Around 14 lawmakers, including Shuaib Al-Mowaizri, Mohammed Hayef, Abdulwahab Al-Babtain and the host Mutair will attend the meeting, the sources said, pointing out that these MPs proposed submitting collective resignations that would lead to dissolving the current parliament, urging the government to issue a general amnesty or grilling and deposing His Highness the Prime Minister Sheikh Jaber Al-Mubarak Al-Sabah.

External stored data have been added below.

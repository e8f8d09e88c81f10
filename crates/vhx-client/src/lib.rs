//! Authenticated client for the VHX API
//!
//! Owns the active credential (static API key or OAuth token) and sends every
//! request through an ordered pipeline of decorators: request logging, error
//! translation and, unless disabled, the auth middleware that attaches the
//! credential, refreshes expired tokens and retries a rejected request once.
//!
//! Request lifecycle:
//! 1. `Client` applies default headers (including the current Authorization)
//! 2. `LogRequests` opens a span with a request id
//! 3. `TranslateErrors` turns the final non-2xx response into an `Error`
//! 4. `AuthMiddleware` refreshes an expired token before sending, and on a
//!    401 refreshes once and retries once
//! 5. Refreshes are single-flight: concurrent callers share one token call

pub mod client;
pub mod config;
pub mod error;
pub mod metrics;
pub mod middleware;
pub mod pipeline;
pub mod state;

#[cfg(test)]
mod testing;

pub use client::Client;
pub use config::{ClientConfig, InitialToken};
pub use error::{AuthFailure, Error, Result};
pub use middleware::AuthMiddleware;
pub use pipeline::{DefaultHeaders, LogRequests, Middleware, Next, Pipeline, TranslateErrors};
pub use state::{CredentialState, Snapshot};
pub use transport::{ApiRequest, ApiResponse, Method, Transport};
pub use vhx_auth::{Credential, OAuthToken};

Further, the sources said that members of the '26 bloc' which was formed at the beginning of this parliament's tenure, including the four MPs in addition to Tabtabaei and Harbash, see that resigning will not be fruitful because it would cost MPs their parliamentary positions which they can use instead to apply more pressure. The sources also noted that the head of the parliamentary legislative committee and the attorney who defended the defendants in the case of breaking into the parliament, MP Al-Humaidi Al-Subaei, will head the committee's meeting tomorrow to prepare a report on how to react to Tabtabaei and Harbash's memberships after they were sentenced to three years and six months in prison. "Subaei will argue that both MPs took part to demand reform and not for criminal reasons," the sources highlighted.
On the other hand, the sources said that the government refuses holding an urgent session to discuss imprisoning Tabtabaei and Harbash and declaring their positions vacant, and calls to postpone this matter till the next term at the end of October. "The speaker and some MPs are in favor of postponement," stressed the sources.

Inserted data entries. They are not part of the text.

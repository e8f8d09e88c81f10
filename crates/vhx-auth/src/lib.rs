//! VHX API credentials and OAuth token refresh
//!
//! Provides the credential model (static API key or OAuth bearer token),
//! expiry detection, header construction, and the refresh-token grant
//! against the VHX token endpoint. The crate knows nothing about request
//! pipelines; `vhx-client` decides when to refresh.
//!
//! Credential flow:
//! 1. Client builds a `Credential` from configuration (`StaticKey` wins)
//! 2. Each request asks the credential for its `authorization_header()`
//! 3. An expired or rejected `OAuthToken` is passed to `TokenRefresher::refresh()`
//! 4. The returned token (`refreshed = true`) replaces the old one wholesale

pub mod constants;
pub mod credential;
pub mod error;
pub mod token;

pub use constants::*;
pub use credential::{Credential, OAuthToken, StaticKey, now_secs};
pub use error::{Error, Result};
pub use token::{TokenRefresher, TokenResponse};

Moreover, the sources said MP Adel Al-Damkhi, who is also a member of the 26 bloc, called for requesting a direct meeting with His Highness the Amir Sheikh Sabah Al-Ahmad Al-Sabah to ask for a special amnesty to prevent imprisoning those indicted in the case. "Such an amnesty will only prevent imprisoning the MPs but will end their political careers, because the sentence will stay in their records," the sources remarked.
Replacement plans
The parliament's employment committee is set to create a monitoring body in the next parliamentary term that will be responsible for following up 'Kuwaitization' and replacement plans in state departments, where unnecessary expatriate employees will be laid off to create jobs for citizens, parliamentary sources said.

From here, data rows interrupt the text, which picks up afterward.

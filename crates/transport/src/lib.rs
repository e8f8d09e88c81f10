//! Transport abstraction for outbound API requests
//!
//! Defines the `Transport` trait that decouples request authentication from
//! the HTTP stack. `HttpTransport` sends requests with reqwest; tests swap in
//! scripted fakes. A transport carries no credentials of its own: headers
//! come from the caller, so the token refresh call can use the bare
//! transport and is never authenticated with the token it is replacing.

pub mod http;

pub use http::HttpTransport;
pub use reqwest::Method;
pub use reqwest::header::{self, HeaderMap, HeaderName, HeaderValue};

use serde::de::DeserializeOwned;
use std::fmt;
use std::future::Future;
use std::pin::Pin;

/// Boxed future returned by dyn-compatible async trait methods.
pub type BoxFuture<'a, T> = Pin<Box<dyn Future<Output = T> + Send + 'a>>;

/// Errors raised by a transport while sending a request or reading the reply.
///
/// Payloads are plain strings so errors can be cloned and handed to every
/// task waiting on a shared refresh.
#[derive(Debug, Clone, PartialEq, Eq, thiserror::Error)]
pub enum TransportError {
    #[error("request timed out: {0}")]
    Timeout(String),

    #[error("connection failed: {0}")]
    Connect(String),

    #[error("HTTP request failed: {0}")]
    Http(String),

    #[error("invalid request: {0}")]
    InvalidRequest(String),

    #[error("invalid response body: {0}")]
    Decode(String),
}

/// Result alias for transport operations.
pub type Result<T> = std::result::Result<T, TransportError>;

/// Request payload.
#[derive(Clone, PartialEq)]
pub enum RequestBody {
    Empty,
    Json(serde_json::Value),
    /// `application/x-www-form-urlencoded` pairs (token endpoint calls)
    Form(Vec<(String, String)>),
}

impl fmt::Debug for RequestBody {
    fn fmt(&self, f: &mut fmt::Formatter<'_>) -> fmt::Result {
        match self {
            RequestBody::Empty => write!(f, "Empty"),
            RequestBody::Json(value) => f.debug_tuple("Json").field(value).finish(),
            // Form bodies carry refresh tokens and client secrets; keys only.
            RequestBody::Form(pairs) => f
                .debug_tuple("Form")
                .field(&pairs.iter().map(|(k, _)| k.as_str()).collect::<Vec<_>>())
                .finish(),
        }
    }
}

/// An outbound API request, relative to the transport's base URL.
#[derive(Debug, Clone)]
pub struct ApiRequest {
    pub method: Method,
    /// Path relative to the base URL (e.g. `/me`), or an absolute URL
    pub path: String,
    pub headers: HeaderMap,
    pub body: RequestBody,
}

impl ApiRequest {
    pub fn new(method: Method, path: impl Into<String>) -> Self {
        Self {
            method,
            path: path.into(),
            headers: HeaderMap::new(),
            body: RequestBody::Empty,
        }
    }

    pub fn get(path: impl Into<String>) -> Self {
        Self::new(Method::GET, path)
    }

    pub fn post(path: impl Into<String>) -> Self {
        Self::new(Method::POST, path)
    }

    pub fn put(path: impl Into<String>) -> Self {
        Self::new(Method::PUT, path)
    }

    pub fn delete(path: impl Into<String>) -> Self {
        Self::new(Method::DELETE, path)
    }

    /// Set a header, replacing any previous value.
    pub fn header(mut self, name: HeaderName, value: HeaderValue) -> Self {
        self.headers.insert(name, value);
        self
    }

    /// Attach a JSON body.
    pub fn json(mut self, body: serde_json::Value) -> Self {
        self.body = RequestBody::Json(body);
        self
    }

    /// Attach a form-encoded body.
    pub fn form<K, V>(mut self, pairs: impl IntoIterator<Item = (K, V)>) -> Self
    where
        K: Into<String>,
        V: Into<String>,
    {
        self.body = RequestBody::Form(
            pairs
                .into_iter()
                .map(|(k, v)| (k.into(), v.into()))
                .collect(),
        );
        self
    }
}

/// A response as returned by the transport: status, headers and raw body.
#[derive(Debug, Clone)]
pub struct ApiResponse {
    pub status: u16,
    pub headers: HeaderMap,
    pub body: String,
}

impl ApiResponse {
    pub fn new(status: u16, body: impl Into<String>) -> Self {
        Self {
            status,
            headers: HeaderMap::new(),
            body: body.into(),
        }
    }

    /// 2xx status.
    pub fn is_success(&self) -> bool {
        (200..300).contains(&self.status)
    }

    /// The API rejected the request's credentials.
    ///
    /// Only 401 counts: a 403 means the credential is valid but lacks
    /// permission, which a refresh cannot fix.
    pub fn is_unauthorized(&self) -> bool {
        self.status == 401
    }

    /// Deserialize the body as JSON.
    pub fn json<T: DeserializeOwned>(&self) -> Result<T> {
        serde_json::from_str(&self.body).map_err(|e| {
            TransportError::Decode(format!("expected JSON (status {}): {e}", self.status))
        })
    }

    /// Parse the body as a JSON value; an empty body is `null`.
    pub fn json_value(&self) -> Result<serde_json::Value> {
        if self.body.trim().is_empty() {
            return Ok(serde_json::Value::Null);
        }
        self.json()
    }
}

/// Sends API requests.
///
/// Uses `Pin<Box<dyn Future>>` return types for dyn-compatibility
/// (`Arc<dyn Transport>`), so the client can hold any implementation.
pub trait Transport: Send + Sync {
    /// Identifier for logging (e.g. "http")
    fn id(&self) -> &str;

    /// Send a request and return the response, whatever its status.
    ///
    /// Non-2xx statuses are not errors at this layer; only failures to
    /// complete the exchange are.
    fn send(&self, request: ApiRequest) -> BoxFuture<'_, Result<ApiResponse>>;
}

The parliament has been very patient with the government with regards to implementing the policy of terminating expats and replacing them with citizens in various government bodies, the sources explained. "The government gave accounts of expats officially appointed, but withheld information about thousands of others hired through companies," the sources underlined, referring to subcontracted employees. The sources explained that the body to be founded will be responsible for examining information provided to the employment committee, because some government bodies had been providing what they described as 'misleading information'.
The sources demanded that expats' certificates be endorsed by the Ministry of Higher Education, the foreign ministry and relevant embassies of the countries in which workers have studied, claiming that this is not done all the time presently. They argued that some expats take advantage of this situation by receiving degrees online, get hired in the public sector, and once they reach retirement age, they get appointed as advisors. "Such situations cannot continue any longer," the sources warned, noting that the employment committee found employees appointed in certain bodies had appointed their siblings, cousins and children. "Having controlled the entire body he works for, how can such an expat employee report in favor of the replacement policy?" the sources wondered.
Umrah trips
The court of appeals yesterday issued a final verdict cancelling a Ministry of Social Affairs and Labor (MSAL) decision on banning co-op societies from organizing umrah trips for shareholders and mandating those co-ops to subsidize governorates with five percent of the shareholders' money. The court issued the verdict after Qairowan Co-op Society's president filed a case against MSAL's decisions.
Meanwhile, MSAL's assistant undersecretary for cooperation affairs Abdul Aziz Shuaib said regulations concerning small and medium projects in various co-ops will soon be amended in order to prevent having two projects with the same activity at one co-op. "MSAL is not after profits - it aims at creating more job opportunities for youth in various co-ops," he reiterated.